(Stored data)
---+---

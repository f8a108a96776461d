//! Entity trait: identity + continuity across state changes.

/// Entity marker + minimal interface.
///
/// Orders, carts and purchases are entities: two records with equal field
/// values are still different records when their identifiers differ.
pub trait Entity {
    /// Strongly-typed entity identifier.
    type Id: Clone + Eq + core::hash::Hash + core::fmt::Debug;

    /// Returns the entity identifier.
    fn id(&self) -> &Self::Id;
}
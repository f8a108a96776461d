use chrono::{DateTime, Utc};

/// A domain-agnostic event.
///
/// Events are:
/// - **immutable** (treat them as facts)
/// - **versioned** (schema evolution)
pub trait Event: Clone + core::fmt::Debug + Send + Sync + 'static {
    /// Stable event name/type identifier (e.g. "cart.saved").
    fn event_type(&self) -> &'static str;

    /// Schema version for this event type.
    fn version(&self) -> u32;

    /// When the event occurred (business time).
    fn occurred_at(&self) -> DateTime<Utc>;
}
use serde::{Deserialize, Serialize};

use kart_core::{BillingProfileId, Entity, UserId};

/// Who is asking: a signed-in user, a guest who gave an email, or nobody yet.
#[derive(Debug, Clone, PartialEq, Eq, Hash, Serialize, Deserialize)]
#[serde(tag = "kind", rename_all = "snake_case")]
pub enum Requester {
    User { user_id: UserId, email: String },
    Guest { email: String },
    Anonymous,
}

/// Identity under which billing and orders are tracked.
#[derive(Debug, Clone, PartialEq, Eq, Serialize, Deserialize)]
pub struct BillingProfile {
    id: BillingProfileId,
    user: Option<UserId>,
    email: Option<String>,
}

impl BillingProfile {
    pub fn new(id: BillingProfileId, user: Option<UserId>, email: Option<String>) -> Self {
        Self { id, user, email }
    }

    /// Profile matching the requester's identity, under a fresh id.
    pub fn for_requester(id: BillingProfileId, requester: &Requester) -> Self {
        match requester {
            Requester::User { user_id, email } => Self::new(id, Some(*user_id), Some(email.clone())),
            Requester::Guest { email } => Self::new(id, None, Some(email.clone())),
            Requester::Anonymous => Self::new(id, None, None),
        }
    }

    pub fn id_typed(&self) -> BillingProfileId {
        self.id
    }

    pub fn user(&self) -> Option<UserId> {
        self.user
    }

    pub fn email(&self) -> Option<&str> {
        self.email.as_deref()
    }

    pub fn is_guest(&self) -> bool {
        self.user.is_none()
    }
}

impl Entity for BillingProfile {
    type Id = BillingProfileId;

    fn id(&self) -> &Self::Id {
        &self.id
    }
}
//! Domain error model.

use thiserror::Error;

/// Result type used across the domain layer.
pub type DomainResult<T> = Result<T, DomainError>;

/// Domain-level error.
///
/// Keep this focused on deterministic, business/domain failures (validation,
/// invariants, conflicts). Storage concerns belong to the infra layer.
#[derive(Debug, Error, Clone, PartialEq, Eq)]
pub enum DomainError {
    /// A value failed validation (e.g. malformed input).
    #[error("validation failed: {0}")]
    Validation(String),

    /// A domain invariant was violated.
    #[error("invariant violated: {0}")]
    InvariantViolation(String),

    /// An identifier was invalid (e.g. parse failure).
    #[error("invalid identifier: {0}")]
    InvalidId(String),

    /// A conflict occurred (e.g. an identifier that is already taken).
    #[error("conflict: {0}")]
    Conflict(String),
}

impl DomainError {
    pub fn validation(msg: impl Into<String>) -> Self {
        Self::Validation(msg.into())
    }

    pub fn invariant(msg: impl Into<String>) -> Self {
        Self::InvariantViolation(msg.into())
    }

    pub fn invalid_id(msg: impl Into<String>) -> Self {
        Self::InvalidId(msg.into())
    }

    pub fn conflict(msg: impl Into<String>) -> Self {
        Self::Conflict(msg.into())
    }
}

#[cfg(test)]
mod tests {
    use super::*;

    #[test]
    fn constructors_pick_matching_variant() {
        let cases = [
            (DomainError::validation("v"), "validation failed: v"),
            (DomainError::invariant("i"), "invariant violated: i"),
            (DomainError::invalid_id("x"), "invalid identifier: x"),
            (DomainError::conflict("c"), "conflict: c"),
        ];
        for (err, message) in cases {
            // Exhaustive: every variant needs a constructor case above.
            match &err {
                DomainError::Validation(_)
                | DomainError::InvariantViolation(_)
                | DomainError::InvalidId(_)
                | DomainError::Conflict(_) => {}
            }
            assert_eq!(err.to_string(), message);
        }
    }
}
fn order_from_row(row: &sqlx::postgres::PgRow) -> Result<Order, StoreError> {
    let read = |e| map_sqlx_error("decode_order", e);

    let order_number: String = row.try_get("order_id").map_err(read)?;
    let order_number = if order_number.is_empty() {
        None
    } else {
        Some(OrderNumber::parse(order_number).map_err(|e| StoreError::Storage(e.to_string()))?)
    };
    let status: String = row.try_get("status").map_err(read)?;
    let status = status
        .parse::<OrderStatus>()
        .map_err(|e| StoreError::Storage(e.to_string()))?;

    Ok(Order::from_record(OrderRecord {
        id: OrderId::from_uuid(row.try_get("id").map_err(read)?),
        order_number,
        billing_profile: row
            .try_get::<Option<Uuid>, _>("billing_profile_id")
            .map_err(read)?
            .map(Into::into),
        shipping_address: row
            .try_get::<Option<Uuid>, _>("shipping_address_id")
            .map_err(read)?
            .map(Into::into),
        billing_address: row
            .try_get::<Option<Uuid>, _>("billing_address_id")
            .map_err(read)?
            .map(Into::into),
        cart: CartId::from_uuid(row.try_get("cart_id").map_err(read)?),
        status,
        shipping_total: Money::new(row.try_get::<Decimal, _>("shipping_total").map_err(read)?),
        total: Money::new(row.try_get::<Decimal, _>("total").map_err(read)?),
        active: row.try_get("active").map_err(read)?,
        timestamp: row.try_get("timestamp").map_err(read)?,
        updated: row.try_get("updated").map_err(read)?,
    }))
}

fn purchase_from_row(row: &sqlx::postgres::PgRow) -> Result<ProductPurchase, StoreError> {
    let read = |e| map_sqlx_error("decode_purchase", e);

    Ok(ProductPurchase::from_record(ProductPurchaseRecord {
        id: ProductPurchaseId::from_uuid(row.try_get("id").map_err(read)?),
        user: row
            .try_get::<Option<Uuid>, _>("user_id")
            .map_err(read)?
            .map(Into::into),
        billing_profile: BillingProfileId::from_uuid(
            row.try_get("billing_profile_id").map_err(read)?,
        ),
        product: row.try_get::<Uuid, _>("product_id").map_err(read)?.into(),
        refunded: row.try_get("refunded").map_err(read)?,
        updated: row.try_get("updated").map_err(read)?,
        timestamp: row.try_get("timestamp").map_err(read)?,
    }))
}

---+---

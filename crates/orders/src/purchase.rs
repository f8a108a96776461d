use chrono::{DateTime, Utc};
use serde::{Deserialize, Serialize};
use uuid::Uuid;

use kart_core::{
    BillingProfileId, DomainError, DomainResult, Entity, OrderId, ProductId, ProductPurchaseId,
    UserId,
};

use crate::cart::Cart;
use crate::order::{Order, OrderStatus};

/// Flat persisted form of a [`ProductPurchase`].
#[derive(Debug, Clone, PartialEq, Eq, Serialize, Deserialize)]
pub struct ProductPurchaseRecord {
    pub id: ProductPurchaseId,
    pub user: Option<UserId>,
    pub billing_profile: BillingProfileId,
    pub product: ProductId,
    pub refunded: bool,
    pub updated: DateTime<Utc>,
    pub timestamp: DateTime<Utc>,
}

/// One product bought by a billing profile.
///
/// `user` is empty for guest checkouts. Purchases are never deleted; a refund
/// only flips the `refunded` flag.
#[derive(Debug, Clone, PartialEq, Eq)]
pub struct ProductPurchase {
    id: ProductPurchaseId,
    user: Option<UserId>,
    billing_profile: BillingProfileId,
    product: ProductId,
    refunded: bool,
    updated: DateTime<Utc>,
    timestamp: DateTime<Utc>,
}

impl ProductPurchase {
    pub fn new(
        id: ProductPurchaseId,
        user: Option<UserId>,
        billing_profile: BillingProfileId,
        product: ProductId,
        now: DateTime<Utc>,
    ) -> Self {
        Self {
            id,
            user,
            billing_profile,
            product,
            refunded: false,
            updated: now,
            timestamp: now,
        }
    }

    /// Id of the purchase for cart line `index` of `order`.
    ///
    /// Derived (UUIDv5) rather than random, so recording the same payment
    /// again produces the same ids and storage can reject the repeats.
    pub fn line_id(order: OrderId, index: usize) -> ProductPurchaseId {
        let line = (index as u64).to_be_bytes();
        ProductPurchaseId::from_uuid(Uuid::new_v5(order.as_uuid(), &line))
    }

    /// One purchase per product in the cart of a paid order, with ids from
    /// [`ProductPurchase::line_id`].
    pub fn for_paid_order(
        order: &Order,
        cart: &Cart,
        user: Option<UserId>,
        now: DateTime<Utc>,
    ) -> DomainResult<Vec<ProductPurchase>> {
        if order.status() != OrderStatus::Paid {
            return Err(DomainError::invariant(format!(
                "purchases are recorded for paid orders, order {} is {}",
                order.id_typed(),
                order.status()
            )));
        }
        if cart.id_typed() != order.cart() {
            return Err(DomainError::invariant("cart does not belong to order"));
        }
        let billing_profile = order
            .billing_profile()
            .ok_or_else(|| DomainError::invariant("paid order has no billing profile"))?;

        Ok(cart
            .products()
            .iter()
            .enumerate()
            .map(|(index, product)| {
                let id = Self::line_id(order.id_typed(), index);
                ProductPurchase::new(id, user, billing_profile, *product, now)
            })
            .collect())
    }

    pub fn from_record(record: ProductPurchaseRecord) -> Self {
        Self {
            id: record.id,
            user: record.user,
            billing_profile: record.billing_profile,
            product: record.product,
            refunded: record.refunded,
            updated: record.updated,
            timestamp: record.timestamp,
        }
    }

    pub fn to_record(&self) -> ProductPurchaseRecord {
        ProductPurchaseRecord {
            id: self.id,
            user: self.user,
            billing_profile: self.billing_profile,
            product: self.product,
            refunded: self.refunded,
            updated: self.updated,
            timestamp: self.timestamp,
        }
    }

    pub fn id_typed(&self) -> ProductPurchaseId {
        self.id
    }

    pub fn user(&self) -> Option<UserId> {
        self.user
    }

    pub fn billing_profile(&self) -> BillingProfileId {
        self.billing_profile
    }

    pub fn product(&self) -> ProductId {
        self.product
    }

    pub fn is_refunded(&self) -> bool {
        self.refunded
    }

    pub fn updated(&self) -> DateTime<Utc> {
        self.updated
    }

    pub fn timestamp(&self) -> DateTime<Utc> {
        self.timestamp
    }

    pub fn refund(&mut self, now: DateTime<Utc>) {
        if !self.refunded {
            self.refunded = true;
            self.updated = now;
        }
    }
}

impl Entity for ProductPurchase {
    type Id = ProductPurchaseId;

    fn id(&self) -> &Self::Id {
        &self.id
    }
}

---+---

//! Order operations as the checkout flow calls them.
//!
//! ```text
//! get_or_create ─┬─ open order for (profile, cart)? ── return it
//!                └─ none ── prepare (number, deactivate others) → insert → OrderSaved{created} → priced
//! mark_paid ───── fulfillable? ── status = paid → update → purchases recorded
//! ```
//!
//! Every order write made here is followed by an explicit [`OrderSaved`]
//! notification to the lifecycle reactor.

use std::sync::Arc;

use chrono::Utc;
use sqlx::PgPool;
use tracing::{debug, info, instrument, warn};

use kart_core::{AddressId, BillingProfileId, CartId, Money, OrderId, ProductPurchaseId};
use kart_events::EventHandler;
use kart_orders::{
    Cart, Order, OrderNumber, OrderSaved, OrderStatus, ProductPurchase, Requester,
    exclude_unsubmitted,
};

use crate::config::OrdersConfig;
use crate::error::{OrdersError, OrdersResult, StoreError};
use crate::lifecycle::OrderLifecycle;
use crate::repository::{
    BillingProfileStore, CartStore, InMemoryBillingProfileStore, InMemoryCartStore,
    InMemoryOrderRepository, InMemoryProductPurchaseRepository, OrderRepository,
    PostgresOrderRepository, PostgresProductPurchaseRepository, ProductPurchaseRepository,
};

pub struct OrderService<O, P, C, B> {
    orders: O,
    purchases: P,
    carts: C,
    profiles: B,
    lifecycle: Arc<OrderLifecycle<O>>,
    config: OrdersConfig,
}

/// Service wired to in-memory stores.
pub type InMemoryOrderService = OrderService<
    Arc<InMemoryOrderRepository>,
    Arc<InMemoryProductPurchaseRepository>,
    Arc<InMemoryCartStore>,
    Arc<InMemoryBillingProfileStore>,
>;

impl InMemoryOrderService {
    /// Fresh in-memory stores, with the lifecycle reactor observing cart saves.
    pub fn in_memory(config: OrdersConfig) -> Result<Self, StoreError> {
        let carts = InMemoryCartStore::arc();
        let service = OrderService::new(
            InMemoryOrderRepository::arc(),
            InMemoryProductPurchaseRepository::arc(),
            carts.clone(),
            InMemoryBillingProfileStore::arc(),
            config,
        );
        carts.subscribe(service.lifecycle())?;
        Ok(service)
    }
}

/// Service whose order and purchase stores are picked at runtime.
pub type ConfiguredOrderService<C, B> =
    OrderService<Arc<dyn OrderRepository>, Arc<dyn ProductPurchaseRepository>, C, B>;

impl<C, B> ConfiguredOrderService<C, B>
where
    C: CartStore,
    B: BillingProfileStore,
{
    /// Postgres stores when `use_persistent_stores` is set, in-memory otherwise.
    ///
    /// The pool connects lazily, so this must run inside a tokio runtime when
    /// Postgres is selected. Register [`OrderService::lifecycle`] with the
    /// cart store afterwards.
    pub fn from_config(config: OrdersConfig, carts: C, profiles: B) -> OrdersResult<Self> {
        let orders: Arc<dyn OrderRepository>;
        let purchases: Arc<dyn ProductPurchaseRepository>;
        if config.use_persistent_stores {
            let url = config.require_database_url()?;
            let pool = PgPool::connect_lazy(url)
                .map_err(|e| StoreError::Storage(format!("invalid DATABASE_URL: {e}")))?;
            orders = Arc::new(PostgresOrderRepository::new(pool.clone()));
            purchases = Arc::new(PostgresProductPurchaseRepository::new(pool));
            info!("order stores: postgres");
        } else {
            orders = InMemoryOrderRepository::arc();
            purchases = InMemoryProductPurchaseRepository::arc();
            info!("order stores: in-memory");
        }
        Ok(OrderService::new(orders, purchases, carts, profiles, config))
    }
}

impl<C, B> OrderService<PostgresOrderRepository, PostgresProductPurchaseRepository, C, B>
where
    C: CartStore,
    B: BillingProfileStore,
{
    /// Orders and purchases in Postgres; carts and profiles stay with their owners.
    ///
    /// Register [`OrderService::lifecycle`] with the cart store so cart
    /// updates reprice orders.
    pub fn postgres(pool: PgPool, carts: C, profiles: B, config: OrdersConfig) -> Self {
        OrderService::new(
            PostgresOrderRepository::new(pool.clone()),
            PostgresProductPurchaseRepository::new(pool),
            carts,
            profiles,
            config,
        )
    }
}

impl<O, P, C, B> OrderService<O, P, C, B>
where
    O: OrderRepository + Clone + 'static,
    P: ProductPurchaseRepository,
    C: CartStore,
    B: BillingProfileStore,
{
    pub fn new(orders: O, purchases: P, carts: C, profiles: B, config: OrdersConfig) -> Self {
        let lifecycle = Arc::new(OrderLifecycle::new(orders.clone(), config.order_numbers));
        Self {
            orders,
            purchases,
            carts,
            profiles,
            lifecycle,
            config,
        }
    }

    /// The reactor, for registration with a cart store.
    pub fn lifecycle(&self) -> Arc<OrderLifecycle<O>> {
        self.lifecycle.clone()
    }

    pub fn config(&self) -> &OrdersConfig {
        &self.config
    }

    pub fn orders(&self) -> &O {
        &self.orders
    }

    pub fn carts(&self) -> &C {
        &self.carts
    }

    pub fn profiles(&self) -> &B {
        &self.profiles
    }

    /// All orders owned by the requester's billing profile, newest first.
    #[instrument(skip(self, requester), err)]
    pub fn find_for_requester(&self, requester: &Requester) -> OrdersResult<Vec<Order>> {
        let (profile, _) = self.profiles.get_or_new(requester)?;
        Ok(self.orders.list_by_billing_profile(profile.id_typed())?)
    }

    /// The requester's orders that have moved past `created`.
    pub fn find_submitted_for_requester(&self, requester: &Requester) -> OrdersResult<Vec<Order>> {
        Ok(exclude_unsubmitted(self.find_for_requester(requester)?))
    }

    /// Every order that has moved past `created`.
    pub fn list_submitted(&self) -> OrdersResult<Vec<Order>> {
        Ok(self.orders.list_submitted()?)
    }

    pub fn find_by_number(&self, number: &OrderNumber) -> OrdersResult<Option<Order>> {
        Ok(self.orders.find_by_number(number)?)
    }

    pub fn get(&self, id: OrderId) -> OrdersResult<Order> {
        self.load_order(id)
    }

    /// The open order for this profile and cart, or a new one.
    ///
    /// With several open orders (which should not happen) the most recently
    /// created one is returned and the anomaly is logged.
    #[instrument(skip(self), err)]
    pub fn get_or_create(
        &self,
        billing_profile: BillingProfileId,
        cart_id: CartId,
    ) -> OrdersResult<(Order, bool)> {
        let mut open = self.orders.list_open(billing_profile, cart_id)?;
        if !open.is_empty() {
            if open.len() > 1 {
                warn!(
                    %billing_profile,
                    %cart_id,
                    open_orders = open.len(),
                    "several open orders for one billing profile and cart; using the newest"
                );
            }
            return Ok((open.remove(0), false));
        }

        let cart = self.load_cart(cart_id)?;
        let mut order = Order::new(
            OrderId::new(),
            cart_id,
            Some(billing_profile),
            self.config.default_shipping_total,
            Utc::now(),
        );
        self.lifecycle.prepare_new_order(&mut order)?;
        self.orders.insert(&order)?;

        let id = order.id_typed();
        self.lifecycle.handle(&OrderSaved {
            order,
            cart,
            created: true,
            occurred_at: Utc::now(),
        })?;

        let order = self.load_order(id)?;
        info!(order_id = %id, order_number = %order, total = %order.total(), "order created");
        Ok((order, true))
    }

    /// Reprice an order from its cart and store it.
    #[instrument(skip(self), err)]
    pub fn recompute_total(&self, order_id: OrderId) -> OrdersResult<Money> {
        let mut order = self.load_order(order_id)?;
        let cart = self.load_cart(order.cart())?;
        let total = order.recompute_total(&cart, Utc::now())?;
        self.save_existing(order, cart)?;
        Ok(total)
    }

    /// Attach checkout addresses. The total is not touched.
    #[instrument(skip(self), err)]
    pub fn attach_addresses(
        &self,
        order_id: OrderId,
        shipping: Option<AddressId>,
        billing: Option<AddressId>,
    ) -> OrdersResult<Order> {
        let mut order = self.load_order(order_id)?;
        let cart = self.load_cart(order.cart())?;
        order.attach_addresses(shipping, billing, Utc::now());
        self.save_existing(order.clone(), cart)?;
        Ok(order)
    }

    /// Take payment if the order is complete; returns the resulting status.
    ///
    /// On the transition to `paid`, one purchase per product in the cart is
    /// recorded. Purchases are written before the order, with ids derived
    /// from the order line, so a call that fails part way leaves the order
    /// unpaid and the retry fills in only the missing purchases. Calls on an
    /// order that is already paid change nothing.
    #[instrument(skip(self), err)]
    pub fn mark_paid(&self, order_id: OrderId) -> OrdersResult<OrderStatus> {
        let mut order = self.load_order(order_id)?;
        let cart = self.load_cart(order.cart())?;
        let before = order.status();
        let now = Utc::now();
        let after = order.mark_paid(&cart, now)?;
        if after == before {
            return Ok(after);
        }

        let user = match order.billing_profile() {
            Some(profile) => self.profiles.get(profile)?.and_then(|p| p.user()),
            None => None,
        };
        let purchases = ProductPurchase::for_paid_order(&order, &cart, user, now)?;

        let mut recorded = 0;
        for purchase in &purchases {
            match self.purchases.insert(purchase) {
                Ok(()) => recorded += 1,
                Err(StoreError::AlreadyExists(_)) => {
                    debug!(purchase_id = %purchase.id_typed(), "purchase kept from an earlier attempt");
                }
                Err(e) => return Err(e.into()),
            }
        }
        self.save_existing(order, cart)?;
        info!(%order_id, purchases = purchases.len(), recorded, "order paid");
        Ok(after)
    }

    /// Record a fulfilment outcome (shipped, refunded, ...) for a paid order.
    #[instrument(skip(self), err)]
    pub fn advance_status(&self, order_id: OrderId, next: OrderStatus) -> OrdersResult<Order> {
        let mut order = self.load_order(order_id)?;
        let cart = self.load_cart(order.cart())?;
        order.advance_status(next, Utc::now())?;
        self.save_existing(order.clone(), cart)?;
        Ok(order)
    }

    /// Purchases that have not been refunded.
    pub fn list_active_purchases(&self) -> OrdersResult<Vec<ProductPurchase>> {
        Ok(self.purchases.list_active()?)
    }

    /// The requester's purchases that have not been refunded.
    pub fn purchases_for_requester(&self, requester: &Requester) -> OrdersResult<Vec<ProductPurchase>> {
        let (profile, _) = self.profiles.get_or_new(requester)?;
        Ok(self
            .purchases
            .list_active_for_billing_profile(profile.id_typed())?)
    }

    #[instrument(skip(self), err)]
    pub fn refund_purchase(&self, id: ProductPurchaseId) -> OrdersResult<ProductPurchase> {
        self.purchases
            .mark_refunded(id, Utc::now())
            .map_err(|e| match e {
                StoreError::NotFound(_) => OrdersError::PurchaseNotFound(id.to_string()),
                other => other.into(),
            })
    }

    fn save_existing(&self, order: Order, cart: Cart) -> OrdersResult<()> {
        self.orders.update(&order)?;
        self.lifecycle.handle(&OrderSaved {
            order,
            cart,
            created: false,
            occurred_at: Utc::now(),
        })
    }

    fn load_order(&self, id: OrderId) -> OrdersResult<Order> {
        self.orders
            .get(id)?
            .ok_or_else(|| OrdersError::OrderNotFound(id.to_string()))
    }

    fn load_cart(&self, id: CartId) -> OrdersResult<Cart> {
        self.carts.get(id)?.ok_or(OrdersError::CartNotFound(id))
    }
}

---+---

**PROBLEM REQUIREMENTS:**
Reproduce each line of the entries in which the word "UserId" is found.

**TASK SOLUTION:**
use kart_core::{BillingProfileId, Entity, UserId};
    User { user_id: UserId, email: String },
    user: Option<UserId>,
    pub fn new(id: BillingProfileId, user: Option<UserId>, email: Option<String>) -> Self {
    pub fn user(&self) -> Option<UserId> {
    UserId,
    pub user: Option<UserId>,
    user: Option<UserId>,
        user: Option<UserId>,
        user: Option<UserId>,
    pub fn user(&self) -> Option<UserId> {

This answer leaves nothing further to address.